» **TASK REQUIREMENTS**:
Lines in which "SelectionManager" appears should be pulled from the data below.

[[ INFORMATION open ]]

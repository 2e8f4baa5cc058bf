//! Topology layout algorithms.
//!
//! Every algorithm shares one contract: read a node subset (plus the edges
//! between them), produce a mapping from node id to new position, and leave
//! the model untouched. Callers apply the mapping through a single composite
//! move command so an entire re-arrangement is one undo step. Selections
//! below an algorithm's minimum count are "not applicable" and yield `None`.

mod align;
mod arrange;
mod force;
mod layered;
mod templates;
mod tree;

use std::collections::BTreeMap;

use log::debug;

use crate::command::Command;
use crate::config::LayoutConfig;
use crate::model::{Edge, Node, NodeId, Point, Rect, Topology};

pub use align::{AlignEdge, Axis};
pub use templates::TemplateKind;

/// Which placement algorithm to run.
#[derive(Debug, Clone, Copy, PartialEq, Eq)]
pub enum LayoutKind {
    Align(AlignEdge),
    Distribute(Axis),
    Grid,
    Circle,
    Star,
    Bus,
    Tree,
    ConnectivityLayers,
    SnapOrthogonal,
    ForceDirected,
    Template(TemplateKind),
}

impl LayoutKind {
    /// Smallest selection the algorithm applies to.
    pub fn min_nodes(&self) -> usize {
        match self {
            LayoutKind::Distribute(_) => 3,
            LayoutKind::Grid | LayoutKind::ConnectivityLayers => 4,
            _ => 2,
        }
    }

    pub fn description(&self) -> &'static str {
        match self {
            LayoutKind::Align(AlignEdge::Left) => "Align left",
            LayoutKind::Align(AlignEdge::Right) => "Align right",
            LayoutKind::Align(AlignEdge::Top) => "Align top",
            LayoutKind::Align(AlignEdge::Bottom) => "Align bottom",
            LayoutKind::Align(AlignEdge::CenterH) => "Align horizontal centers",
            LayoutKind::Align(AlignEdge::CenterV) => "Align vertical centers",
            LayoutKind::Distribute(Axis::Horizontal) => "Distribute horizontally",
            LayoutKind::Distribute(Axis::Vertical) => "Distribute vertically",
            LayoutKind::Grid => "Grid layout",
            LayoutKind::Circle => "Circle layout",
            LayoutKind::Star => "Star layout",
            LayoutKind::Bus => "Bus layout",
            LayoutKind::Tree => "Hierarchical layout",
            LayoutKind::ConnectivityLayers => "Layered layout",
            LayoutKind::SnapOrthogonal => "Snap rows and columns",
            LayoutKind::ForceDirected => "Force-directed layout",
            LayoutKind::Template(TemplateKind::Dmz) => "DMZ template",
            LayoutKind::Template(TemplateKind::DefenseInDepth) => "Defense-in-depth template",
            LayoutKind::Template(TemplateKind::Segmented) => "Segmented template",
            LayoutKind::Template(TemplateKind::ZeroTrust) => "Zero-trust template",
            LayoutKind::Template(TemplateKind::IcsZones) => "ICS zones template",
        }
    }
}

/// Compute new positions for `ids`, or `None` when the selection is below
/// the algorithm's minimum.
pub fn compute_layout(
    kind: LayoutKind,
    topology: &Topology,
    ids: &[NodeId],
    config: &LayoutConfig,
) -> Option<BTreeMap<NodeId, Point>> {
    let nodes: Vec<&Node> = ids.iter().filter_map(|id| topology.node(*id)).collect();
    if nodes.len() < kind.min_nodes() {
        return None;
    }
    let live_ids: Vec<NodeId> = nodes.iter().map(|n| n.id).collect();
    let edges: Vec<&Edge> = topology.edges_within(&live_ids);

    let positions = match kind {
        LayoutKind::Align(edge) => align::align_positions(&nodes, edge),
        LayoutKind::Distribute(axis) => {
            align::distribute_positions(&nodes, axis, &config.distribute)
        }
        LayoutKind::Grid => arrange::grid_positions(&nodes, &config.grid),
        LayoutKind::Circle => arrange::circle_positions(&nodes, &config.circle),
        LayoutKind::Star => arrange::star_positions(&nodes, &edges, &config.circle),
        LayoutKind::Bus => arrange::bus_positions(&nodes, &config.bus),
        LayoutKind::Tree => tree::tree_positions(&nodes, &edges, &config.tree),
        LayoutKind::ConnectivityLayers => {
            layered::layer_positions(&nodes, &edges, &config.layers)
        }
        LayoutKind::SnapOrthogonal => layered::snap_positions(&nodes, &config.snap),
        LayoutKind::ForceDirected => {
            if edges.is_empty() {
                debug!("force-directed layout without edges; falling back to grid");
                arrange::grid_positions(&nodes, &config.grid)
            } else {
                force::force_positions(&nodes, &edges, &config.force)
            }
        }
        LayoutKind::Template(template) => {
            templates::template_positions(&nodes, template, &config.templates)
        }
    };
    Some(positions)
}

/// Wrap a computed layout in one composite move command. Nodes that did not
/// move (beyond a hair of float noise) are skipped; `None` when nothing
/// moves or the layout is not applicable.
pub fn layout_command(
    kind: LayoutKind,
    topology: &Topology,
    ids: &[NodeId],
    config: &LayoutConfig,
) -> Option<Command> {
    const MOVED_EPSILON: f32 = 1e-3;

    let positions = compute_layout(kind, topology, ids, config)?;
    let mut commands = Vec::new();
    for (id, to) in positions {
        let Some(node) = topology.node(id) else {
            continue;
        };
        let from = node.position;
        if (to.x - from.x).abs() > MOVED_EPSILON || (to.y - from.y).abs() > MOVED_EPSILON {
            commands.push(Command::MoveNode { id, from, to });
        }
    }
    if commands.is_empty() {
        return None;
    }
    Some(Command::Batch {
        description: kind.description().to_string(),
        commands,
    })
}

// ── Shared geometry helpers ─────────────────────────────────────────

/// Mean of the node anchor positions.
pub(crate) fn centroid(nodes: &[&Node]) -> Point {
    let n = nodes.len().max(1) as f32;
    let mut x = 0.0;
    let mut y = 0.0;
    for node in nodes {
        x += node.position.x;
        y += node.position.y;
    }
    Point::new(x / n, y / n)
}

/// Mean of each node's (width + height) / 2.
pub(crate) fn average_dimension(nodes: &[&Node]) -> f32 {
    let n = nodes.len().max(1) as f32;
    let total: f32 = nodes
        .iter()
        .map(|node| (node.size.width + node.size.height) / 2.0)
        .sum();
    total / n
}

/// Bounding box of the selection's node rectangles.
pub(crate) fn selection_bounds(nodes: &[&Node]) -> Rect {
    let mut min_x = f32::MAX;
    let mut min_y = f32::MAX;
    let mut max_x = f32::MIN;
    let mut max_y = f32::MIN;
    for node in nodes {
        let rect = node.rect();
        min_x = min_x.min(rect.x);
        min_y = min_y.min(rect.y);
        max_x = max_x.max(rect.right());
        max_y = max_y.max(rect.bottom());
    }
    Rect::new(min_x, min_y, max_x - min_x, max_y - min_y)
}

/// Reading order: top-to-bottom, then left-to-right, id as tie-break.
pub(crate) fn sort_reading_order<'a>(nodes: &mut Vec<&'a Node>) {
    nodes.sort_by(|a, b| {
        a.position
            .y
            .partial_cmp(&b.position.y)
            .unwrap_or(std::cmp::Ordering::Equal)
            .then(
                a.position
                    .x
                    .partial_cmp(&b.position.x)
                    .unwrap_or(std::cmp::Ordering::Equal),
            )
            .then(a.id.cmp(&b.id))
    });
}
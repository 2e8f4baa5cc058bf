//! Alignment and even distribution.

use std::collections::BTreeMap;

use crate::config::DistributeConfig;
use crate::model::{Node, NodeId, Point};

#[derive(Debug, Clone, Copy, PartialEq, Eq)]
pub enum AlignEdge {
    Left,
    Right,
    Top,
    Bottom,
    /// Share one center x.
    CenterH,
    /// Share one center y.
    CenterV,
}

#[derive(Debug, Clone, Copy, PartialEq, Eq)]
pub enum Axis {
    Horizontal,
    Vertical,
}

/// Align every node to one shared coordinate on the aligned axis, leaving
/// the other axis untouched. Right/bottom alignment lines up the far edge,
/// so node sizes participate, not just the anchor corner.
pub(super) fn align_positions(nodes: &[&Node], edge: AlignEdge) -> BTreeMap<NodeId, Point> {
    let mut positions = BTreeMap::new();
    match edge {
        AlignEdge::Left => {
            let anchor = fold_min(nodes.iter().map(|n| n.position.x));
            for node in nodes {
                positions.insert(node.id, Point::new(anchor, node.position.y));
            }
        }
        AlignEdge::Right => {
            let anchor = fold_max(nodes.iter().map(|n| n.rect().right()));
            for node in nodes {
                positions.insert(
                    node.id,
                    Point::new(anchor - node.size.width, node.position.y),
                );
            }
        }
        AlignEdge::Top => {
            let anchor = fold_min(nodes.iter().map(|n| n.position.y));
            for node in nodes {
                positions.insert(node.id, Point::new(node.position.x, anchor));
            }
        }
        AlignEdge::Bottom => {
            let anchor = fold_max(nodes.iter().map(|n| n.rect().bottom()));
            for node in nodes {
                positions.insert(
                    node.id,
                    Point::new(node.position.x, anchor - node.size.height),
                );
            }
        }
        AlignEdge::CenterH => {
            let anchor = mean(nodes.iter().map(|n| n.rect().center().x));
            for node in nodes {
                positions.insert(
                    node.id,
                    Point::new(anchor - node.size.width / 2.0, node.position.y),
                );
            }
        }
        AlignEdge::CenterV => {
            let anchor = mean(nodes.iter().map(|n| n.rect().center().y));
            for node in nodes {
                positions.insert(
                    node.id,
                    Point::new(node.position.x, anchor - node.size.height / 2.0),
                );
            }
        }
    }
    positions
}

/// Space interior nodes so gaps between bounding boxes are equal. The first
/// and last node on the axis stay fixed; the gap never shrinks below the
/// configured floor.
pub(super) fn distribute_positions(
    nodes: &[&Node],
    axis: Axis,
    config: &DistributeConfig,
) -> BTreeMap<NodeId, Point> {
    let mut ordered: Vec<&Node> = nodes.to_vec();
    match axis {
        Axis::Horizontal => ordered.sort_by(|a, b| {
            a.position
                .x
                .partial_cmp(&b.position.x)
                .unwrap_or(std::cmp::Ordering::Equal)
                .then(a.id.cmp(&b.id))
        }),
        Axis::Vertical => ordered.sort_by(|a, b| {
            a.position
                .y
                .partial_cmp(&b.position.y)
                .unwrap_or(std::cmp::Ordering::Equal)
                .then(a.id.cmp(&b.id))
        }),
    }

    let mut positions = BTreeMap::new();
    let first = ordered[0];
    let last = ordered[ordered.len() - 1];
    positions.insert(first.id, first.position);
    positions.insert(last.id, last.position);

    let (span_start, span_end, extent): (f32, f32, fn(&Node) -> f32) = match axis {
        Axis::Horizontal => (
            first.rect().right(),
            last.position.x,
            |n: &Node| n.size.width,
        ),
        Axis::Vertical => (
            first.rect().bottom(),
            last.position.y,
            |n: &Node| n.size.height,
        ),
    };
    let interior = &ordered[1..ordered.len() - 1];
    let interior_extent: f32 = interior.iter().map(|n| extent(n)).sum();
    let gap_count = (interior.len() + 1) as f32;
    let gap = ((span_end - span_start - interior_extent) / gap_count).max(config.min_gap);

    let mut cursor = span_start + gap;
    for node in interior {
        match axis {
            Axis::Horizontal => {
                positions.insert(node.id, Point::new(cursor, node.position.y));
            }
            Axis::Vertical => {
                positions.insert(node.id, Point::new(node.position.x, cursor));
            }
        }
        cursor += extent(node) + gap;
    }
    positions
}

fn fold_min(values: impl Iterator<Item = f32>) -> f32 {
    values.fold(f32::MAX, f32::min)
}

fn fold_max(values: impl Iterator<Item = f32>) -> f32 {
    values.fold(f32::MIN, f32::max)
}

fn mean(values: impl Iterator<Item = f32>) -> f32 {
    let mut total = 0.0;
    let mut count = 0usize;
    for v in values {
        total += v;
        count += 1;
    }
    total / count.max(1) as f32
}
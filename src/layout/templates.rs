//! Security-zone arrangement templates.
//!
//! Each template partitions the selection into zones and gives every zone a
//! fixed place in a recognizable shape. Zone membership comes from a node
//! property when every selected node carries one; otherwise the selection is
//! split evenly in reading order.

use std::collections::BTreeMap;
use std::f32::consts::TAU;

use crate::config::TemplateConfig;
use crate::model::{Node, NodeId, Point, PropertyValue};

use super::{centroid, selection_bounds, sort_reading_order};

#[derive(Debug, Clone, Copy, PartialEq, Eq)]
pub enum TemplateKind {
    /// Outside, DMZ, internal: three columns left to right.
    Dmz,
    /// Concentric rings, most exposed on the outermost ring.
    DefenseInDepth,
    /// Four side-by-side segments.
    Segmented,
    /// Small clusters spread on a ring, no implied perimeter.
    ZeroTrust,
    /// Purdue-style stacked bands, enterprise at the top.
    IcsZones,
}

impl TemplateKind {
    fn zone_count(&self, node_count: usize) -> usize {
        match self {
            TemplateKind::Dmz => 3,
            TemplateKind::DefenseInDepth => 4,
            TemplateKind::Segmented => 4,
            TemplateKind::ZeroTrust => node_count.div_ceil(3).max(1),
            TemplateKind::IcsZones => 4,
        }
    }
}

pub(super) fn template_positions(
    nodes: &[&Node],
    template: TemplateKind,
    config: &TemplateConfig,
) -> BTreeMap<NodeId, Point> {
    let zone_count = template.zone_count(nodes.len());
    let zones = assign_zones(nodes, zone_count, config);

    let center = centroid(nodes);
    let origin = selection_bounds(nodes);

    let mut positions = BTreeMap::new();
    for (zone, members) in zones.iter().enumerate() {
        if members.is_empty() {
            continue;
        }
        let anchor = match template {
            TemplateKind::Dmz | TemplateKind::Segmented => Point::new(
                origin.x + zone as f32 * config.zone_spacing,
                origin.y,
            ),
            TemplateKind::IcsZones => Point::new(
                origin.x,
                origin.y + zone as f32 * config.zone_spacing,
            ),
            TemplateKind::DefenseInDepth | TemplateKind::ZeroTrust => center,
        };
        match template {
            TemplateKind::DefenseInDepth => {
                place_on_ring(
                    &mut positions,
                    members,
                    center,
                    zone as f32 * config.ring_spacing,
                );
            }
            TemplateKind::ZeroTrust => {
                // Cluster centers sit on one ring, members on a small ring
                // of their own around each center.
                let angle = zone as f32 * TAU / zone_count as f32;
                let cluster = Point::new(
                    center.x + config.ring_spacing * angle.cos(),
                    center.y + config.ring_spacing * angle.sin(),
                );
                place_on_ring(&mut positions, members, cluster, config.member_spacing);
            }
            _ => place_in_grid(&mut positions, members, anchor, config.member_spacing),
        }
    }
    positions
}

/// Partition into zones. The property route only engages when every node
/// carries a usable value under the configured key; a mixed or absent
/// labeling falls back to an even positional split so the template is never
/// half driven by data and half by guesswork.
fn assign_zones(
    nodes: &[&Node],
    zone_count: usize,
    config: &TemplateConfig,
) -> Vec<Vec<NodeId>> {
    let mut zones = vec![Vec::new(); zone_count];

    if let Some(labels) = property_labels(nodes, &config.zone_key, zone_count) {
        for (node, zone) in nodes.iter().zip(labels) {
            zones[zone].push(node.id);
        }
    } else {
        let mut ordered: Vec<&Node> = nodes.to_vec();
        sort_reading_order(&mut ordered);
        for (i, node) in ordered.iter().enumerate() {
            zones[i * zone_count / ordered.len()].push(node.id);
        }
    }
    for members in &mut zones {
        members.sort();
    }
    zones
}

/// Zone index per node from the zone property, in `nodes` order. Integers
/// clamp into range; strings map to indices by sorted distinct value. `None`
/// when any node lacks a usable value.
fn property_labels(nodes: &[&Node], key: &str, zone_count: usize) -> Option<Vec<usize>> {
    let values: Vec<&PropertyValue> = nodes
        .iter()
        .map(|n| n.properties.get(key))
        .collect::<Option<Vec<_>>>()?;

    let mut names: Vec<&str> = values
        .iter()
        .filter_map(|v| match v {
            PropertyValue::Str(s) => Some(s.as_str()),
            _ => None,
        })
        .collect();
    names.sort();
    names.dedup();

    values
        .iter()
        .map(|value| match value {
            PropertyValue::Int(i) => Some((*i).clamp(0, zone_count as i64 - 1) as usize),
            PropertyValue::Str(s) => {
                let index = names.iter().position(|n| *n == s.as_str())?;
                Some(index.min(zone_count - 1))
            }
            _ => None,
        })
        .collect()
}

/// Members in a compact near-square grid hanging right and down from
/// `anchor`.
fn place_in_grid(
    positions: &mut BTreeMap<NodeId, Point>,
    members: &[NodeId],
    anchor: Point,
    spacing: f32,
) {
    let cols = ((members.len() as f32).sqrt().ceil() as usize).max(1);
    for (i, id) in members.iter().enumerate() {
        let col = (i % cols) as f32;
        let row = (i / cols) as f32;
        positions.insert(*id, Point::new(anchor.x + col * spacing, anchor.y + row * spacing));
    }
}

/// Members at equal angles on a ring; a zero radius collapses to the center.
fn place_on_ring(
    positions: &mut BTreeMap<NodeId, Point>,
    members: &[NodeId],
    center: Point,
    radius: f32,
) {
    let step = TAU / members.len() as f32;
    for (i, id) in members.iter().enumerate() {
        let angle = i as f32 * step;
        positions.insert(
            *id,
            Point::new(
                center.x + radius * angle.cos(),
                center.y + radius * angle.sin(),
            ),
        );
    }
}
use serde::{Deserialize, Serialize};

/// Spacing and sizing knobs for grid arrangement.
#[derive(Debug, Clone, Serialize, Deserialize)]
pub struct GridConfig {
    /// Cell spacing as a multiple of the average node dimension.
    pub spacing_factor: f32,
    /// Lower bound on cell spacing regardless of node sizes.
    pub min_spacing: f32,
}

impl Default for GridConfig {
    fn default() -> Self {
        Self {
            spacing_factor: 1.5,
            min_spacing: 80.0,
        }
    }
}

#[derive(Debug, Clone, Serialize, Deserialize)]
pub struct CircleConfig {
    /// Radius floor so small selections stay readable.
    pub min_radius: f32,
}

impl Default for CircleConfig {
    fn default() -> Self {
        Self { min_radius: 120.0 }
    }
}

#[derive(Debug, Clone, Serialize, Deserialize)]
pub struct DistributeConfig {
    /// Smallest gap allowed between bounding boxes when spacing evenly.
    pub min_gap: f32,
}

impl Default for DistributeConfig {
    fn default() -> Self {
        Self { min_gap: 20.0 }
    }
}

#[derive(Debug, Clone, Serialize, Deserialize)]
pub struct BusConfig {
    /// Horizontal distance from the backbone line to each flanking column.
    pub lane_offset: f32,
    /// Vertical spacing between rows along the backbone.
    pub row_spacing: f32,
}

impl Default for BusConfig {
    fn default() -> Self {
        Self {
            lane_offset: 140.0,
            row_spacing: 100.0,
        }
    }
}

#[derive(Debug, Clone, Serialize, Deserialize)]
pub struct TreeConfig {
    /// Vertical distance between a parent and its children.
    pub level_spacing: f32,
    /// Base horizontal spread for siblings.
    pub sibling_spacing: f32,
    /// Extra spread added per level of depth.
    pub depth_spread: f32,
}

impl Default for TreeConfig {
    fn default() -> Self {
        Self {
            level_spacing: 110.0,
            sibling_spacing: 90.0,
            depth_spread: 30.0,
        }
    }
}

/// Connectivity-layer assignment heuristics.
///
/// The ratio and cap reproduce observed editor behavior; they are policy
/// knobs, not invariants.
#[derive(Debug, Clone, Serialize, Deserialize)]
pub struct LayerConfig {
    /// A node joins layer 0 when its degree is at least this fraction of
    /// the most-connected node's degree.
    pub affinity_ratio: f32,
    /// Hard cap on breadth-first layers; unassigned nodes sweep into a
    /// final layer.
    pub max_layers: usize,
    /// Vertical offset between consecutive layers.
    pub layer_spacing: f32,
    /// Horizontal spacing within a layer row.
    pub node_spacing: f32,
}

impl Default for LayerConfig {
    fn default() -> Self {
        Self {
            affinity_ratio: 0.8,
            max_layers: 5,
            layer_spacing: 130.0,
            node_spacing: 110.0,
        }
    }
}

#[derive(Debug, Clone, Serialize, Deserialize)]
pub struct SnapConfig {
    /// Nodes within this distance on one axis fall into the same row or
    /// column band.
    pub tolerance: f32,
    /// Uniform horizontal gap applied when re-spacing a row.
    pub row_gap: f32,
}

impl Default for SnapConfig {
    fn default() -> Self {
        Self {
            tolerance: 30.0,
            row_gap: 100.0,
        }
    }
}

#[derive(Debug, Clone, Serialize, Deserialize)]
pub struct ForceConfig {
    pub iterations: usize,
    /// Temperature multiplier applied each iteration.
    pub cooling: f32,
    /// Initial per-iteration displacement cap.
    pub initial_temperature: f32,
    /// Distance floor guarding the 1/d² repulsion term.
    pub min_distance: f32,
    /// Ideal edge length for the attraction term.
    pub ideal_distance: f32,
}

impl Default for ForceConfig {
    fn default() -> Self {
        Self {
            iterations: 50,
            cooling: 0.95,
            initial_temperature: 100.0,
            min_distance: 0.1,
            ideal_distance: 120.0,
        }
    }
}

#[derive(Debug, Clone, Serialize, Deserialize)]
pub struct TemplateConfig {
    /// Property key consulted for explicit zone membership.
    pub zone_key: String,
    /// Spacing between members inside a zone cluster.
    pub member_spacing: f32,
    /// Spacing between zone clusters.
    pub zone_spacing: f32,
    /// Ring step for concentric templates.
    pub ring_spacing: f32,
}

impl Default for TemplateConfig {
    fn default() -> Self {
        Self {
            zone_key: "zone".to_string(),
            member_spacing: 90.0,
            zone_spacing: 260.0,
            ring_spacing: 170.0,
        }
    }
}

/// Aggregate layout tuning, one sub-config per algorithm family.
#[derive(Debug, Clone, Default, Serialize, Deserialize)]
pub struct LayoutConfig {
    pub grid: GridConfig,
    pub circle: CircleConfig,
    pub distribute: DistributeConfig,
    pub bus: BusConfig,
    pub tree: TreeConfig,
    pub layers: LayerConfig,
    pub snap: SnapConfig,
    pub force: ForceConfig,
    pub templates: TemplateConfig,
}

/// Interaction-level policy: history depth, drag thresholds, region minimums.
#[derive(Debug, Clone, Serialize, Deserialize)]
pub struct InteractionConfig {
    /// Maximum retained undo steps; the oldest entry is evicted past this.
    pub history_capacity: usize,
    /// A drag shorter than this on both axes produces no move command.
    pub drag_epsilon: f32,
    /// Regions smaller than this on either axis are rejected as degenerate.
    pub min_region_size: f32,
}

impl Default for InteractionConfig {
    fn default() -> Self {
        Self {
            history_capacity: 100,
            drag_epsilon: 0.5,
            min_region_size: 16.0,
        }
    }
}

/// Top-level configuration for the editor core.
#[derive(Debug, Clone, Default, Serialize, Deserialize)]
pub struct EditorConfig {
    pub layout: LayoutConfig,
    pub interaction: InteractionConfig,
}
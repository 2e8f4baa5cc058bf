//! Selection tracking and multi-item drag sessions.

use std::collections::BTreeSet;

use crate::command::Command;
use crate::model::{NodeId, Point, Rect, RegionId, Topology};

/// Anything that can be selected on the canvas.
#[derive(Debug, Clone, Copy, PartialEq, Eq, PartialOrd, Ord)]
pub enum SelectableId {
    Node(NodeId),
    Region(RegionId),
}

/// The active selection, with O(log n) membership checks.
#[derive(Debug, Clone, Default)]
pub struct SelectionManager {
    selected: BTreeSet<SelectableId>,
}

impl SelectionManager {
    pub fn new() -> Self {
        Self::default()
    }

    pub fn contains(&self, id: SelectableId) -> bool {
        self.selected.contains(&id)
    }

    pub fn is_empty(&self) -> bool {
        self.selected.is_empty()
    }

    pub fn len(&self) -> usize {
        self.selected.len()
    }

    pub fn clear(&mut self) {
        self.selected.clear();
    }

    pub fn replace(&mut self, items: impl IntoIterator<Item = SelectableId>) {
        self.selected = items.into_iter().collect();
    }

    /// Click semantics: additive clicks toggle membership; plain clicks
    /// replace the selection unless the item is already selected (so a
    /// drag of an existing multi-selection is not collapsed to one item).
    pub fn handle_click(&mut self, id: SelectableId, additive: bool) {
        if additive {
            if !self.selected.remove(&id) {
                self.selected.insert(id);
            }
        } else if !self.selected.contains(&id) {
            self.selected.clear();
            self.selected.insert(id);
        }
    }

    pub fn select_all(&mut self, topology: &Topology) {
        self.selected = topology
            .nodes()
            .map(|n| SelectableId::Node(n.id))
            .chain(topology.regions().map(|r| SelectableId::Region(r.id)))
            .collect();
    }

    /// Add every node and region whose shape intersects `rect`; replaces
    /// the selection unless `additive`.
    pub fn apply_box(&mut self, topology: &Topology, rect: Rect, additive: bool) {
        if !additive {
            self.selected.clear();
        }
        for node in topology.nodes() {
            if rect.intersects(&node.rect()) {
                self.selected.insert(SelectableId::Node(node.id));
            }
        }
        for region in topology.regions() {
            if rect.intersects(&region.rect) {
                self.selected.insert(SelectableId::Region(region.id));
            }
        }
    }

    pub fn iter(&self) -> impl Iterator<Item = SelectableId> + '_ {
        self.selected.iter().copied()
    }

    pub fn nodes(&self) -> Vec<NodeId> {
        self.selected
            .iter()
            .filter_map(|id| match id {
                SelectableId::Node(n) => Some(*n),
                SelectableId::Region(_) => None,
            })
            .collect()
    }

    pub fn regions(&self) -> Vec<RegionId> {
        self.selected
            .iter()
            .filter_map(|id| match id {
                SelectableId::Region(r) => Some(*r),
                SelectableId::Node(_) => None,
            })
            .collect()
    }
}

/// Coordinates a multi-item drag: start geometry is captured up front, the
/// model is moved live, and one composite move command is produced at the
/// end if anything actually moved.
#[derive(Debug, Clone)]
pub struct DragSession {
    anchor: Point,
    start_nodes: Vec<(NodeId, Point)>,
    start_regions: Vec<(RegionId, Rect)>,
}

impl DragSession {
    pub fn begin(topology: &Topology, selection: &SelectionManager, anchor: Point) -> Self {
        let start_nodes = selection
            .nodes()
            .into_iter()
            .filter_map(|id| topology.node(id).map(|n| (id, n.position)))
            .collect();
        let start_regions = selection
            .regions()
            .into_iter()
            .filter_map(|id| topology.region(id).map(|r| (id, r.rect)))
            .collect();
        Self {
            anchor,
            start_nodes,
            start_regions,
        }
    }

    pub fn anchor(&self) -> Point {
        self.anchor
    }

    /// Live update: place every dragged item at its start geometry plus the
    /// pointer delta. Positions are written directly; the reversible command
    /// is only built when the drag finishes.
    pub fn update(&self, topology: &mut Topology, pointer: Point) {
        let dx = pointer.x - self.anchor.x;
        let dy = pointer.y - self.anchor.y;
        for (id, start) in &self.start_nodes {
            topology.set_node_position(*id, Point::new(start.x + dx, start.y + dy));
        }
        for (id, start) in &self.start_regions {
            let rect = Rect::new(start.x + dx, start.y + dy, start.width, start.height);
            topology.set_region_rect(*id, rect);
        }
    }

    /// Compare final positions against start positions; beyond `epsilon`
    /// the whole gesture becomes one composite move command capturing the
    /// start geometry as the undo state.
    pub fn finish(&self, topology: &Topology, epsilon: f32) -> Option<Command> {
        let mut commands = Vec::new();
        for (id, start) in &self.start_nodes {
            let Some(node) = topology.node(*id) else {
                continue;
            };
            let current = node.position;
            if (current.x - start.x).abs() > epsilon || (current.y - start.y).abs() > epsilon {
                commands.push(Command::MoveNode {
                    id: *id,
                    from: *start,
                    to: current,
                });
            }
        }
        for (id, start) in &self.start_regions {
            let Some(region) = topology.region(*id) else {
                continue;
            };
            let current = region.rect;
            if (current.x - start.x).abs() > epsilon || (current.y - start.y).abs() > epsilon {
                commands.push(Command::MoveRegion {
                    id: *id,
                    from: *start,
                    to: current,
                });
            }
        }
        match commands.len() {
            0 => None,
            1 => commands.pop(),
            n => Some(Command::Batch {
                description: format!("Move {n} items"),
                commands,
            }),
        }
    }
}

[[ INFORMATION closed ]]

» **TASK RESULT**:
pub struct SelectionManager {
impl SelectionManager {
    pub fn begin(topology: &Topology, selection: &SelectionManager, anchor: Point) -> Self {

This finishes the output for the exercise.